_Prompt_
From the data below, return each line in which the string "choice" is found.

_Extracted material_

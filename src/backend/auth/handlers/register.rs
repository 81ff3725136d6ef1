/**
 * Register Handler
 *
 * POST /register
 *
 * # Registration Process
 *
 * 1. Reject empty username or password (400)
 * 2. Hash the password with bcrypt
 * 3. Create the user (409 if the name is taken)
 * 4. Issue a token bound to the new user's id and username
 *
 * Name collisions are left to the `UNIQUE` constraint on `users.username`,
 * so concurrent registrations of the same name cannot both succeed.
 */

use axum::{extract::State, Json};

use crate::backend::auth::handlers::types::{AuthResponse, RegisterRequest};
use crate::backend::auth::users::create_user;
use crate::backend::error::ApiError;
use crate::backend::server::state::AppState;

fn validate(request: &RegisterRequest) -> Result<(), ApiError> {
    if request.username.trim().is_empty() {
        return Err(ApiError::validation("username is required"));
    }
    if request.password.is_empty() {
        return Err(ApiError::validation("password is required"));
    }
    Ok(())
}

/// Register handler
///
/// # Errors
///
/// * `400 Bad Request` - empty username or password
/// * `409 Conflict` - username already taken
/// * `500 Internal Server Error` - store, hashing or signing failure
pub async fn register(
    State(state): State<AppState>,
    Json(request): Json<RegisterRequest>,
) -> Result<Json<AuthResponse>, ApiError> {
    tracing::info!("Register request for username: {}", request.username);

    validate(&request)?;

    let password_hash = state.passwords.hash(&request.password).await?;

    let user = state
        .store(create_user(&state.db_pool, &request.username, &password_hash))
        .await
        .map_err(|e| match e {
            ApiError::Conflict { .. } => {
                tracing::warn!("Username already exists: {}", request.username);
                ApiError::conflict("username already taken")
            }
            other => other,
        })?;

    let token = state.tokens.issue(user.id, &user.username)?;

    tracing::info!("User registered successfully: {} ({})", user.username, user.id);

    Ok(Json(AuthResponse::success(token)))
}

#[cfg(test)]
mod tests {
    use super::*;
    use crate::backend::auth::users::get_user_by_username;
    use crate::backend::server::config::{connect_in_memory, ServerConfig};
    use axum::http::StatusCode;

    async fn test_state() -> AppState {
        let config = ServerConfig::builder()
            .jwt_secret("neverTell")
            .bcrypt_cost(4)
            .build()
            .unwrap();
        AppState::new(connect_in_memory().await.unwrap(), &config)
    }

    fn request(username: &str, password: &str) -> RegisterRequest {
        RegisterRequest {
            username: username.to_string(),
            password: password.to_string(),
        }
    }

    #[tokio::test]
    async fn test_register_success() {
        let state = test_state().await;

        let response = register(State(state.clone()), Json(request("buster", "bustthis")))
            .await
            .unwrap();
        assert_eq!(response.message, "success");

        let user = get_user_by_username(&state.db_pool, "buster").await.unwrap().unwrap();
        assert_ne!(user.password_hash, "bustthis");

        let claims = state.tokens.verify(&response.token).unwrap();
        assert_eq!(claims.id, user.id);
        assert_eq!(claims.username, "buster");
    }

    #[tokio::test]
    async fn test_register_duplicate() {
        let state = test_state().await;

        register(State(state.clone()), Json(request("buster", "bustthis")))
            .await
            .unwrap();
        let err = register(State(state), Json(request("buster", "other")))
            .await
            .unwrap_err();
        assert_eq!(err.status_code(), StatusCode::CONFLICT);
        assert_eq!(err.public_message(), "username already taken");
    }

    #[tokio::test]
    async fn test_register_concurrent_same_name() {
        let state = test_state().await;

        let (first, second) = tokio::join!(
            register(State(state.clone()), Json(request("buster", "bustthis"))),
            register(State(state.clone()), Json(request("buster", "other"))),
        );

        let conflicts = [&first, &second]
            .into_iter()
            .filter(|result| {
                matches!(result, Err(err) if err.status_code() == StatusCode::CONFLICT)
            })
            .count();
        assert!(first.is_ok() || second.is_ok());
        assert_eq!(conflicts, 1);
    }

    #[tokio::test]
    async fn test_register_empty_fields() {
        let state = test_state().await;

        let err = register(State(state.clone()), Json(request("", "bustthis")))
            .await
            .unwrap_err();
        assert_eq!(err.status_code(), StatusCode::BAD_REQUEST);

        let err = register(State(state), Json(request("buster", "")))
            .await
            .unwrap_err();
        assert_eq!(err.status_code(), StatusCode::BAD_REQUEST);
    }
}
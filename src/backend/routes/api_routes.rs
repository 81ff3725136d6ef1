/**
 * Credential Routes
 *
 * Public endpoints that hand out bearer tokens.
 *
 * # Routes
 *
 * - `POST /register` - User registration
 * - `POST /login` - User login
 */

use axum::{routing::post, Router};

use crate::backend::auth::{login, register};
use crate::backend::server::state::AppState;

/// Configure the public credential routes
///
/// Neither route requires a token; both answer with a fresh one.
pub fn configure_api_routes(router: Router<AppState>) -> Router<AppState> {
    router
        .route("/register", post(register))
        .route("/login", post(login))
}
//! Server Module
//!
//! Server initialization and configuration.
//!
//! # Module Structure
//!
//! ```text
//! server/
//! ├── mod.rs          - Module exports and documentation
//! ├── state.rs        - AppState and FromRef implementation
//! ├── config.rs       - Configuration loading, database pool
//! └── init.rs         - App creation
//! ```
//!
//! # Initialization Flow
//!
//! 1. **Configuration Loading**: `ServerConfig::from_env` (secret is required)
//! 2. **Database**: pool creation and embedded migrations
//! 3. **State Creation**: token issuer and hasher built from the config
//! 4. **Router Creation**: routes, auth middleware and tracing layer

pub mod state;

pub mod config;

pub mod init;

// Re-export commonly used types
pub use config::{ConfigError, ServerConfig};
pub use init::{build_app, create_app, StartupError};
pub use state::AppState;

---

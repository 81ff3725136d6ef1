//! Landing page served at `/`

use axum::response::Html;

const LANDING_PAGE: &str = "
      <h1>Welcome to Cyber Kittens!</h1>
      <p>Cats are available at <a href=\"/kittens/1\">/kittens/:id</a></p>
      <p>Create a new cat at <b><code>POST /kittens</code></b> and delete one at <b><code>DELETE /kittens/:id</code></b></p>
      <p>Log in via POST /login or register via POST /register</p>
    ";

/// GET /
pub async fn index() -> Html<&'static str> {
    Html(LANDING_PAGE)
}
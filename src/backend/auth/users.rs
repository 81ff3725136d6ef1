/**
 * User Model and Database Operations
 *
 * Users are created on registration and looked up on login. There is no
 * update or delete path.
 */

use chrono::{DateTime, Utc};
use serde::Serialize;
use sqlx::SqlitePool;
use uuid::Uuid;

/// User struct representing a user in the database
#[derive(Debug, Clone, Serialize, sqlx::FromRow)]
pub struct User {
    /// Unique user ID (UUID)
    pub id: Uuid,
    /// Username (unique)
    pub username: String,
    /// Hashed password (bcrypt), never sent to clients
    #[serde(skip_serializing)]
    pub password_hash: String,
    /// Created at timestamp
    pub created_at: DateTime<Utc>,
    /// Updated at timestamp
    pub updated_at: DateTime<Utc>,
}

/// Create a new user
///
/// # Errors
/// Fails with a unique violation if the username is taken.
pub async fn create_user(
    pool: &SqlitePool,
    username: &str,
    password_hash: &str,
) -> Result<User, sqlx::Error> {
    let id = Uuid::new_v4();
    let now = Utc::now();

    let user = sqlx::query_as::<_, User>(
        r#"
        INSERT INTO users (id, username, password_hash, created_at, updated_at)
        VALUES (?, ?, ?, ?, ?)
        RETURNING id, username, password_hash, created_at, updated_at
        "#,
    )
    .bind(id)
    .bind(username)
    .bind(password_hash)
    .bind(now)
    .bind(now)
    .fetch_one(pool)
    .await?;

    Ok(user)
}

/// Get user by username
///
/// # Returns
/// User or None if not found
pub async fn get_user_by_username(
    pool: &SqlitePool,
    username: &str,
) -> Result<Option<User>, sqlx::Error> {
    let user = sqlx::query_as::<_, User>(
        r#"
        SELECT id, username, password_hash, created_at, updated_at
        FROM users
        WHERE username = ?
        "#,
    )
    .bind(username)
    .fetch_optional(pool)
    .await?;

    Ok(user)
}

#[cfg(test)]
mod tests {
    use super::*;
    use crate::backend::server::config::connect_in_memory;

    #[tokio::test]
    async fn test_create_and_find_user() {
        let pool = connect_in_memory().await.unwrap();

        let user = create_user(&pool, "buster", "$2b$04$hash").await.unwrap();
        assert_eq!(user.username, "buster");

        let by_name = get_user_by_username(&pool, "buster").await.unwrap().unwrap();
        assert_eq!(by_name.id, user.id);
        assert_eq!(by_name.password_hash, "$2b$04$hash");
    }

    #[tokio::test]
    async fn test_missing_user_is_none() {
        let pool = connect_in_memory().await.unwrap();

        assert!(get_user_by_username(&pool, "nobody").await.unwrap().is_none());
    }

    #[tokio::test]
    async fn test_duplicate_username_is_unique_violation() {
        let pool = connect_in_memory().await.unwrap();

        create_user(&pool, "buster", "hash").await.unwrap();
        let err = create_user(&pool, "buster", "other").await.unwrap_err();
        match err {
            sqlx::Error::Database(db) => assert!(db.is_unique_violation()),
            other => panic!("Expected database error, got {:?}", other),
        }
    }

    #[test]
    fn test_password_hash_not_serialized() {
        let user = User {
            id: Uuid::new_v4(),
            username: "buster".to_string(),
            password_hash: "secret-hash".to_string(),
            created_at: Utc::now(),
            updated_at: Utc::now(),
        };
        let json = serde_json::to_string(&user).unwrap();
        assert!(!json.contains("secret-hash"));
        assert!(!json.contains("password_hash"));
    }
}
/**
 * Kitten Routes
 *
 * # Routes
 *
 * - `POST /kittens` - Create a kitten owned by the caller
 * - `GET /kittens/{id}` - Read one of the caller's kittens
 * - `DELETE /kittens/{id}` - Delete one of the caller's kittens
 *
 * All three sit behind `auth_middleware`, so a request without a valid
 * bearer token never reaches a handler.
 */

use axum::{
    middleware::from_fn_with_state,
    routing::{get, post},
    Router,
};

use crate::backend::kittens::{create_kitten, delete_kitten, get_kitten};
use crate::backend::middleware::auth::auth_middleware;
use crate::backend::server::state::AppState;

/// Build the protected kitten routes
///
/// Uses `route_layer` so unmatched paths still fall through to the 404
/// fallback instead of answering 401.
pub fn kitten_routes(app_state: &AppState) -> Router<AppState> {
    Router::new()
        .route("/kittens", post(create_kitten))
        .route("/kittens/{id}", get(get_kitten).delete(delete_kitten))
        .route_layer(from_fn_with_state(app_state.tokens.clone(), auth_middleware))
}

---

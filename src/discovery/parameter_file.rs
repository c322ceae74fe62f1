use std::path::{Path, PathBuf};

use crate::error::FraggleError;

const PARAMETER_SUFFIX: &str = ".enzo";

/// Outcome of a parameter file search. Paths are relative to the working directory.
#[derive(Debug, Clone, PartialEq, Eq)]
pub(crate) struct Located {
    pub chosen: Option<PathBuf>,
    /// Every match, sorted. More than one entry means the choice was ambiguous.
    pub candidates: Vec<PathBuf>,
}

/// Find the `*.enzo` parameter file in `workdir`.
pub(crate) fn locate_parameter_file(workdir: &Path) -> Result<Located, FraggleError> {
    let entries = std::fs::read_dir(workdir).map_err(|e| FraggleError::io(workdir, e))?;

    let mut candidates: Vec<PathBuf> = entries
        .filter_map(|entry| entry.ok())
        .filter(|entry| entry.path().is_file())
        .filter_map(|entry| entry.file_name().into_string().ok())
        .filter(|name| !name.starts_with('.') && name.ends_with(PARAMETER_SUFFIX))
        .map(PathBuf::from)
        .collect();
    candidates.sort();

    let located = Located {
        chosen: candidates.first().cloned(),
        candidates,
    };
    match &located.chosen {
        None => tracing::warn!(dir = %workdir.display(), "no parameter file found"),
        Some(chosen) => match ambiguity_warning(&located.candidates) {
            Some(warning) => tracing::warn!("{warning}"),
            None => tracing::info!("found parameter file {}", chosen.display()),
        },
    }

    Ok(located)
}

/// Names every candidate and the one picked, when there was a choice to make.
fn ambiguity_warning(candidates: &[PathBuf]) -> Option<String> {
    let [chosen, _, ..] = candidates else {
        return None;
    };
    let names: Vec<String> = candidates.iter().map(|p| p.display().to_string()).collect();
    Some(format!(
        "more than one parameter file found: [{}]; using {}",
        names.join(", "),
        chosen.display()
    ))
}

_Result_
    /// Every match, sorted. More than one entry means the choice was ambiguous.
/// Names every candidate and the one picked, when there was a choice to make.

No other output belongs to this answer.